Tagines are flavorful stews named for the pot they’re cooked in. But you don’t need a special pot for this adaptation – a large Dutch oven will do the trick just fine.

CAL/SERV :

149

PREP TIME :

N/A

YIELDS :

6 SERVINGS

COOK TIME:

N/A

INGREDIENTS

  • 2 white turnips, peeled and quartered
  • 1 cup sliced carrots, in 3/4-inch slices
  • 1 cup finely chopped onion
  • 1½ tsp. ground cumin
  • 1 tsp. ground sweet paprika
  • 1/2 tsp. ground ginger
  • 1/2 tsp. ground turmeric
  • Pinch of cayenne pepper
  • 1½ cups reduced-sodium vegetable broth, divided
  • 2½ cups butternut squash, in 1-inch cubes
  • 1 cup chopped zucchini, in 3/4-inch pieces
  • 1/4 lb. string beans, trimmed and cut in 1½-inch lengths
  • 1 (15 oz.) can no salt added chickpeas, drained
  • 3/4 tsp. salt
  • Freshly ground black pepper
  • 3 plum tomatoes, cut crosswise into 3/4-inch slices
  • 1/4 cup chopped cilantro
  • 1/4 cup chopped flat-leaf (Italian) parsley

 

INSTRUCTIONS

  1. In medium Dutch oven, combine turnips, carrots, onion, cumin, paprika, ginger, turmeric and cayenne.
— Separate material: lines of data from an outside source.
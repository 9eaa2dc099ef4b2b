use std::ffi::OsStr;
use std::path::Path;
use tracing_appender::non_blocking::WorkerGuard;
use tracing_subscriber::{fmt, prelude::*, EnvFilter};

fn default_filter() -> EnvFilter {
    EnvFilter::try_from_default_env()
        .unwrap_or_else(|_| EnvFilter::new("info,cycle_runner=debug,cycle_core=debug"))
}

/// Initialize the tracing subscriber with optional JSON output and an
/// optional log file. The returned guard must be held until exit so
/// buffered file output is flushed.
pub fn init_tracing(json_output: bool, log_file: Option<&Path>) -> Option<WorkerGuard> {
    let (file_writer, guard) = match log_file {
        Some(path) => {
            let dir = path.parent().filter(|p| !p.as_os_str().is_empty());
            let name = path.file_name().unwrap_or(OsStr::new("cycle-runner.log"));
            let appender = tracing_appender::rolling::never(dir.unwrap_or(Path::new(".")), name);
            let (writer, guard) = tracing_appender::non_blocking(appender);
            (Some(writer), Some(guard))
        }
        None => (None, None),
    };
    let file_layer = file_writer.map(|writer| fmt::layer().json().with_writer(writer));

    if json_output {
        tracing_subscriber::registry()
            .with(default_filter())
            .with(file_layer)
            .with(fmt::layer().json())
            .init();
    } else {
        tracing_subscriber::registry()
            .with(default_filter())
            .with(file_layer)
            .with(fmt::layer().pretty())
            .init();
    }
    guard
}
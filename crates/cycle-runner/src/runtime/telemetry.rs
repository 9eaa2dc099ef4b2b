use cycle_io::metrics::{init_metrics, serve_metrics, MetricsRecorder};
use parking_lot::Mutex;
use std::sync::Arc;
use std::thread;
use tracing::info;

pub fn init() -> Arc<Mutex<MetricsRecorder>> {
    init_metrics();
    Arc::new(Mutex::new(MetricsRecorder::new()))
}

pub fn start_metrics_server(addr: &Option<String>) -> Option<thread::JoinHandle<()>> {
    addr.as_ref().map(|addr| {
        info!(addr = %addr, "Starting metrics server");
        serve_metrics(addr.clone())
    })
}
Pour in 1 cup broth. Cover and simmer over medium heat for 10 minutes.
  2. Add butternut squash, zucchini, string beans, chickpeas and remaining broth. Add salt and 3-4 grinds of pepper. Cover and cook until vegetables are tender, 20 minutes. Arrange tomato slices on top of the vegetables, cover, and cook until tomatoes are just soft, 5 minutes. 
  3. Add cilantro and parsley and let tagine sit, covered, for 10 minutes to allow flavors to meld. 
  4. Serve hot, directly from pot. This dish improves when reheated so, if desired, cool, cover, and refrigerate for up to 2 days. 
  5. Reheat, covered, over medium heat.

Nutrition (per serving):

149 calories, 2 g total fat (<1 g saturated fat), 30 g carbohydrate, 7 g protein, 8 g dietary fiber, 485 mg sodium.